__PROBLEM DESCRIPTION__
Among the entries below, find all lines that include "waits" and copy them.

Records from a dataset
= Beginning of Section =
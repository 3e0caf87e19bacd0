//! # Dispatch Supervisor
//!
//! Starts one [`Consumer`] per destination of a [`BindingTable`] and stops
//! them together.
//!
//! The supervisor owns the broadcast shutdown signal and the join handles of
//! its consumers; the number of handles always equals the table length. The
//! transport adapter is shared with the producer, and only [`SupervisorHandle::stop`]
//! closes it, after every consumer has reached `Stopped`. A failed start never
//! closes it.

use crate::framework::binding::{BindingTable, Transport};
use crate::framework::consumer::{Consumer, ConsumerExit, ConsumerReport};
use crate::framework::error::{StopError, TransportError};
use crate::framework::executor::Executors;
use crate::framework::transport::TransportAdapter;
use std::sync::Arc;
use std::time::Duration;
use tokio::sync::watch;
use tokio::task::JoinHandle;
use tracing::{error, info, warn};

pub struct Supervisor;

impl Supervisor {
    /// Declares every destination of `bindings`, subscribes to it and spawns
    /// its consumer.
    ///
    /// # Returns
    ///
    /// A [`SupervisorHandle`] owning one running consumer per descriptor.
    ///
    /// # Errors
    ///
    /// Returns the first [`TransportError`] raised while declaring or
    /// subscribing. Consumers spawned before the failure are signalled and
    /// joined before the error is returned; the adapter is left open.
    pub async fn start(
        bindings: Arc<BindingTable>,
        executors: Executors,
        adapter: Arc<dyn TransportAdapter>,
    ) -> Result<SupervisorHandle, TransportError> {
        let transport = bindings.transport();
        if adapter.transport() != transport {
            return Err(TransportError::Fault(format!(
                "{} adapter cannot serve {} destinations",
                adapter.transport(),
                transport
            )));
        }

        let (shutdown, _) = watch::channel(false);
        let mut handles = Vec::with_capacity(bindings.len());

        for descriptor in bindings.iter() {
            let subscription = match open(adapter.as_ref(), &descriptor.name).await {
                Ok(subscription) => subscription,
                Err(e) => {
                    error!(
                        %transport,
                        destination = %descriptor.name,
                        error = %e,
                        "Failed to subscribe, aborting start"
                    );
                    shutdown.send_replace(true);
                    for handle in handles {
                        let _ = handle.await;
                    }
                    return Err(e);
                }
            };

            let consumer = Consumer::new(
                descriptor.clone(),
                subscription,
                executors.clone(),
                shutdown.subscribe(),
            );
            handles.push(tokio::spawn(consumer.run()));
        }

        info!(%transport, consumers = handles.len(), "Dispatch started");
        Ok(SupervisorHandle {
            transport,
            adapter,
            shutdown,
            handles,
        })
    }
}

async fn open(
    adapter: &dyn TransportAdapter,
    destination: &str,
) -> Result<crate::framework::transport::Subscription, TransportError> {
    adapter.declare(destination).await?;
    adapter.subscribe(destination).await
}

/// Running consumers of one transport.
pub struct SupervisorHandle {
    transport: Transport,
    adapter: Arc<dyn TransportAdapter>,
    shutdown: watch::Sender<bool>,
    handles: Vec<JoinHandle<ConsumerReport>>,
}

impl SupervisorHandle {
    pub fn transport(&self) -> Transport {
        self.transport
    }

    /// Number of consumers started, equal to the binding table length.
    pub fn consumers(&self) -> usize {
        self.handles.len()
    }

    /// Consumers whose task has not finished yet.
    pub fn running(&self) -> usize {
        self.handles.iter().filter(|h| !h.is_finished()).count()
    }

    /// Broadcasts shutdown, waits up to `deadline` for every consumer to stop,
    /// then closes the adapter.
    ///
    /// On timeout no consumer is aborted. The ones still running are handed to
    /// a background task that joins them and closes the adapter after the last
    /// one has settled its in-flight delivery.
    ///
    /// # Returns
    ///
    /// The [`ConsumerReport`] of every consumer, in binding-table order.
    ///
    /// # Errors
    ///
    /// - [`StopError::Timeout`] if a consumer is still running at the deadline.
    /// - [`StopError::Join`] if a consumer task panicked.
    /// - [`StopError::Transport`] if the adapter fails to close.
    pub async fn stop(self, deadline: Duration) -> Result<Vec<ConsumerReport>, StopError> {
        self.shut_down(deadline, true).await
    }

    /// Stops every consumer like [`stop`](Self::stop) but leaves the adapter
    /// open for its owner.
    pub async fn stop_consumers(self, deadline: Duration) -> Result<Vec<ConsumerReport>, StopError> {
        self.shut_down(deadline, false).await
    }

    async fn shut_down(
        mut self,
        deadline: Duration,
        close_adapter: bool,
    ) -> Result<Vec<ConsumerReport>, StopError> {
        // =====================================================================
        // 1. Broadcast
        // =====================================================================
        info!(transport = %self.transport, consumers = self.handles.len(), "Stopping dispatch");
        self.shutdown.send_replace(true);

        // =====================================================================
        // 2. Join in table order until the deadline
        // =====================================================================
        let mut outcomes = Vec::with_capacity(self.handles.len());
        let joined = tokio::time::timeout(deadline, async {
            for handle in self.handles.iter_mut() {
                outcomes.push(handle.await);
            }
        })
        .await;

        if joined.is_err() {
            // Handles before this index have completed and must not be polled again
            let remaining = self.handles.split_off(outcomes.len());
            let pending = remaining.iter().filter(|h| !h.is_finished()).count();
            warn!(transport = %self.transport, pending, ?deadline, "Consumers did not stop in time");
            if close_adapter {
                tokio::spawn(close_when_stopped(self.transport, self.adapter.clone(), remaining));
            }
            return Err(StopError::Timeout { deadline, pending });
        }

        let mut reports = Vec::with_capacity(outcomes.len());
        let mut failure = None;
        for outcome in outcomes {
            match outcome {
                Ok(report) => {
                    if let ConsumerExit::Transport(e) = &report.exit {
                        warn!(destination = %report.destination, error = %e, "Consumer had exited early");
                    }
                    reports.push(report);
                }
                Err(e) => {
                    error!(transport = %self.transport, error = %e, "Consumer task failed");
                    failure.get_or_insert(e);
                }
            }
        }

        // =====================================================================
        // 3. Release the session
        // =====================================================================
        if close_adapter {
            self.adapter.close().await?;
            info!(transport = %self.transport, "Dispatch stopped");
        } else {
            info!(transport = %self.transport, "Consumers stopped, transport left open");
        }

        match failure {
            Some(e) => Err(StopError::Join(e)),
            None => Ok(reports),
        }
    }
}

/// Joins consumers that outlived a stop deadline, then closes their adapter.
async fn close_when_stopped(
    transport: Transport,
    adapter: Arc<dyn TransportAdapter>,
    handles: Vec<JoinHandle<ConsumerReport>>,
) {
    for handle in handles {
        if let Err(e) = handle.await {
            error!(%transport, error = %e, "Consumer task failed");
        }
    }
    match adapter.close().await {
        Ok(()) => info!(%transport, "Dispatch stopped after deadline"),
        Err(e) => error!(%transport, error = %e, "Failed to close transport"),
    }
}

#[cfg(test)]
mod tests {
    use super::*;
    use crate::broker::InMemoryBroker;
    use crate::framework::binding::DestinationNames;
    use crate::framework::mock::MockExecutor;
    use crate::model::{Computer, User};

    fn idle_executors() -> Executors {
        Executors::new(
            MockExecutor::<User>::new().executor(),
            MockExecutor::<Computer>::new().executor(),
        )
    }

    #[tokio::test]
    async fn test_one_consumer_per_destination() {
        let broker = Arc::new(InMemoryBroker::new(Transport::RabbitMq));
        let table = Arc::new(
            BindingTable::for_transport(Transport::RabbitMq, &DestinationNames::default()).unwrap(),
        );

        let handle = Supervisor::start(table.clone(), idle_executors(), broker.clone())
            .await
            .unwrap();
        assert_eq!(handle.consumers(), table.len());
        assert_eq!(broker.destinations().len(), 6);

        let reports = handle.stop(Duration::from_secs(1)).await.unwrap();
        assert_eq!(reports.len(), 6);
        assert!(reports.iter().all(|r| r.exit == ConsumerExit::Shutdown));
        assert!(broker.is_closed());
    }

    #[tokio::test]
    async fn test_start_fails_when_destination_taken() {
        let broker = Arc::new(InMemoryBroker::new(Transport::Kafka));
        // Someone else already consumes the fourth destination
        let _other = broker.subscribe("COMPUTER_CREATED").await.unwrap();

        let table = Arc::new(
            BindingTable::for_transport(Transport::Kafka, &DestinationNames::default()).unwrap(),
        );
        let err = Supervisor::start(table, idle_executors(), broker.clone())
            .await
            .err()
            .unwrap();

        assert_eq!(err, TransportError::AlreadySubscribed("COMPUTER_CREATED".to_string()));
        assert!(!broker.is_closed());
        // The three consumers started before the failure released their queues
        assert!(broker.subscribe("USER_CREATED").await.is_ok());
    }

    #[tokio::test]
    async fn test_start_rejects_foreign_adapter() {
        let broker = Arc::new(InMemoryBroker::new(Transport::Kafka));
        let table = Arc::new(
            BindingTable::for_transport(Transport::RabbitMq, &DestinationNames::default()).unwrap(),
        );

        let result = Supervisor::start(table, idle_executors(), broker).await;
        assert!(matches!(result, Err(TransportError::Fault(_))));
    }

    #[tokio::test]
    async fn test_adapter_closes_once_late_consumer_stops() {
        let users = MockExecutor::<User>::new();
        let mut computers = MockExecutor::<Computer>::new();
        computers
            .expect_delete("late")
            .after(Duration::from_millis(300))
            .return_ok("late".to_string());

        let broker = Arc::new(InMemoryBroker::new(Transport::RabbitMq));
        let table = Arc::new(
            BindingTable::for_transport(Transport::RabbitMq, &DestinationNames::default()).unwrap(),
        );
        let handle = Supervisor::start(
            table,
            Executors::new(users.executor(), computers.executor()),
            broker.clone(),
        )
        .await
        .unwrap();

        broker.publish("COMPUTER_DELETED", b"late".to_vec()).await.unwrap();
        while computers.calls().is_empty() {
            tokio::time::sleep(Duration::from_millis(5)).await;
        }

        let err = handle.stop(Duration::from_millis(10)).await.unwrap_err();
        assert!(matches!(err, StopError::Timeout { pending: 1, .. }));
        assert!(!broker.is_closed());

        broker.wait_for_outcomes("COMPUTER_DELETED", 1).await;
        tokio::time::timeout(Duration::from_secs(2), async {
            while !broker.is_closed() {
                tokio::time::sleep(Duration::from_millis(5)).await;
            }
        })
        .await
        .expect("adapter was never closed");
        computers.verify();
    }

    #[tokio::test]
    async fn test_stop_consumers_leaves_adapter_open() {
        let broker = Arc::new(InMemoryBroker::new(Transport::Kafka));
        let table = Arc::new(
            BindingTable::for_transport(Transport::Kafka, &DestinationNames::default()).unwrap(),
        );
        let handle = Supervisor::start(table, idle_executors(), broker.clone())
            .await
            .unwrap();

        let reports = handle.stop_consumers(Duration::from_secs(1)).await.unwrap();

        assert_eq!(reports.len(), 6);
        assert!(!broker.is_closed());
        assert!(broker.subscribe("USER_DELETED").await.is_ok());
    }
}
= End of Section =
= Beginning of Section =
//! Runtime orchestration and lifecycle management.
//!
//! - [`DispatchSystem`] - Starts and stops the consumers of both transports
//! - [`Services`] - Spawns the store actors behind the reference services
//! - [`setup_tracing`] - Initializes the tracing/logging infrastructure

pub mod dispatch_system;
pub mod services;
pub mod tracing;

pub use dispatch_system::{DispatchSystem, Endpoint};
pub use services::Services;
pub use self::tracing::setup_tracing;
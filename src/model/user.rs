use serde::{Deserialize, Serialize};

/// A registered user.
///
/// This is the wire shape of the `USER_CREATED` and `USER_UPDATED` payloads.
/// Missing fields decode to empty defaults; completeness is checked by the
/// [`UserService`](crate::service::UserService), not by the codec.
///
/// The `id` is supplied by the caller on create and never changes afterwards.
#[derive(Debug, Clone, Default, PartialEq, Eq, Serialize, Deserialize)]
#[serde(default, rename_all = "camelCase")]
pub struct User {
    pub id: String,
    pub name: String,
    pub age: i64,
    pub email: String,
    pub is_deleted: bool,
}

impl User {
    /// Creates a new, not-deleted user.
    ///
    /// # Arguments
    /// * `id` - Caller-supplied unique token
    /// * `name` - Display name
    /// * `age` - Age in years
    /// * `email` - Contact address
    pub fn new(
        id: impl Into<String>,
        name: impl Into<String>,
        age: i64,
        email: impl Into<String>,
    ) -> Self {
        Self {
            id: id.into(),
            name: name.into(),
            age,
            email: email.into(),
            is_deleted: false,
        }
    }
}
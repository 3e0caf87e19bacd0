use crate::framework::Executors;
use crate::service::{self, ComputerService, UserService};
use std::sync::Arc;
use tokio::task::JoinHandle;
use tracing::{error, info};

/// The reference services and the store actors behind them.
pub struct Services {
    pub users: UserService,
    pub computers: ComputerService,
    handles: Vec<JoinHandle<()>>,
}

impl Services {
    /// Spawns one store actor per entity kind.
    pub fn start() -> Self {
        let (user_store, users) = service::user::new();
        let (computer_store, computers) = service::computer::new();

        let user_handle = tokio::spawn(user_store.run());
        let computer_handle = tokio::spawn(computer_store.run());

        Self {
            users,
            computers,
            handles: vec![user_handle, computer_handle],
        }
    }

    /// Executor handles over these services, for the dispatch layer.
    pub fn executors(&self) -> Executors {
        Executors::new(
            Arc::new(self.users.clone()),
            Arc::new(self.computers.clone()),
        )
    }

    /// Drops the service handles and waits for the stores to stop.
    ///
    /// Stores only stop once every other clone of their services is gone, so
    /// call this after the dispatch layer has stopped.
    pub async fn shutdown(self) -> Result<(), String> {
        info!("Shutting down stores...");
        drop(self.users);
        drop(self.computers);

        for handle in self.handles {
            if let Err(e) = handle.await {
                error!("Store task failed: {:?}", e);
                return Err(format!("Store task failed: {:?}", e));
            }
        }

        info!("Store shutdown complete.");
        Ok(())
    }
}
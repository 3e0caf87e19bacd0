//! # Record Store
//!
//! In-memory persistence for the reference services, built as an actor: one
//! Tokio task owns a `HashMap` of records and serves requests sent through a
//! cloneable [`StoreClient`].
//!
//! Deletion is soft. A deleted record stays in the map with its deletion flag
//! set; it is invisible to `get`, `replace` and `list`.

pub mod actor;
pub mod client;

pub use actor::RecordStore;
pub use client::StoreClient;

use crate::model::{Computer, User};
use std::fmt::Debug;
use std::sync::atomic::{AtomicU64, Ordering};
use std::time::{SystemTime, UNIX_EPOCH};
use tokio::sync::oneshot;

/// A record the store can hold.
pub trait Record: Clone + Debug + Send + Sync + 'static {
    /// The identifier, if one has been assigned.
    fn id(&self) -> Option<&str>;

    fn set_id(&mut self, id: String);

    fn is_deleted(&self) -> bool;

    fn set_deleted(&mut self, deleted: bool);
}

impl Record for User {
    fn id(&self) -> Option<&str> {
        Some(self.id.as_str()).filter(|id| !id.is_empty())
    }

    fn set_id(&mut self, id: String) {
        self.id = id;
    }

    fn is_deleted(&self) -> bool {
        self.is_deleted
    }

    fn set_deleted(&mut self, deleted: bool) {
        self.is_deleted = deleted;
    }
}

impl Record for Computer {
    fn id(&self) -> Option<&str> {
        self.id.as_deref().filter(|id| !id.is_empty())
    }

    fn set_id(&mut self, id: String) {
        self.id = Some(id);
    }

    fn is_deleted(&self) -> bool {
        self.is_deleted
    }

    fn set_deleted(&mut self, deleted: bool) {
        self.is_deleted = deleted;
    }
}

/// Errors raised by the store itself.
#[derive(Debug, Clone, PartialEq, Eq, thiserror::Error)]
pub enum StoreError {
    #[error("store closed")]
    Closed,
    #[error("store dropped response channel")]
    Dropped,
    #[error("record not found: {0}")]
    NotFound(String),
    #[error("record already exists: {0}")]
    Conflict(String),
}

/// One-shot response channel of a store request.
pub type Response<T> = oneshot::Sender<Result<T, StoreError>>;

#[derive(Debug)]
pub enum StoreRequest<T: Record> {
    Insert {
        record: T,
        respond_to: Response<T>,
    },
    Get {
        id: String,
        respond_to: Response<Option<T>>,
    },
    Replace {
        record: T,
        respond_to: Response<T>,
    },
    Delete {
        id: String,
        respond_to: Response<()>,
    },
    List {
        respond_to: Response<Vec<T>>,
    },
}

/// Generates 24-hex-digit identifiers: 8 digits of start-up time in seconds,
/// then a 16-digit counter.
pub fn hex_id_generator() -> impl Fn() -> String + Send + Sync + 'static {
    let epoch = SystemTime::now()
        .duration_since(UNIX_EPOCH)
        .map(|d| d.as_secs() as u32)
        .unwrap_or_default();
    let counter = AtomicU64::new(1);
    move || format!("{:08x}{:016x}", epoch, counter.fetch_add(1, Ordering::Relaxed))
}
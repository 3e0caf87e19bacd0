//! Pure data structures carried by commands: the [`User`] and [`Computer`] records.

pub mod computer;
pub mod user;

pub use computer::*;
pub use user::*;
= End of Section =
__EXERCISE RESPONSE__
    /// Broadcasts shutdown, waits up to `deadline` for every consumer to stop,
    /// Drops the service handles and waits for the stores to stop.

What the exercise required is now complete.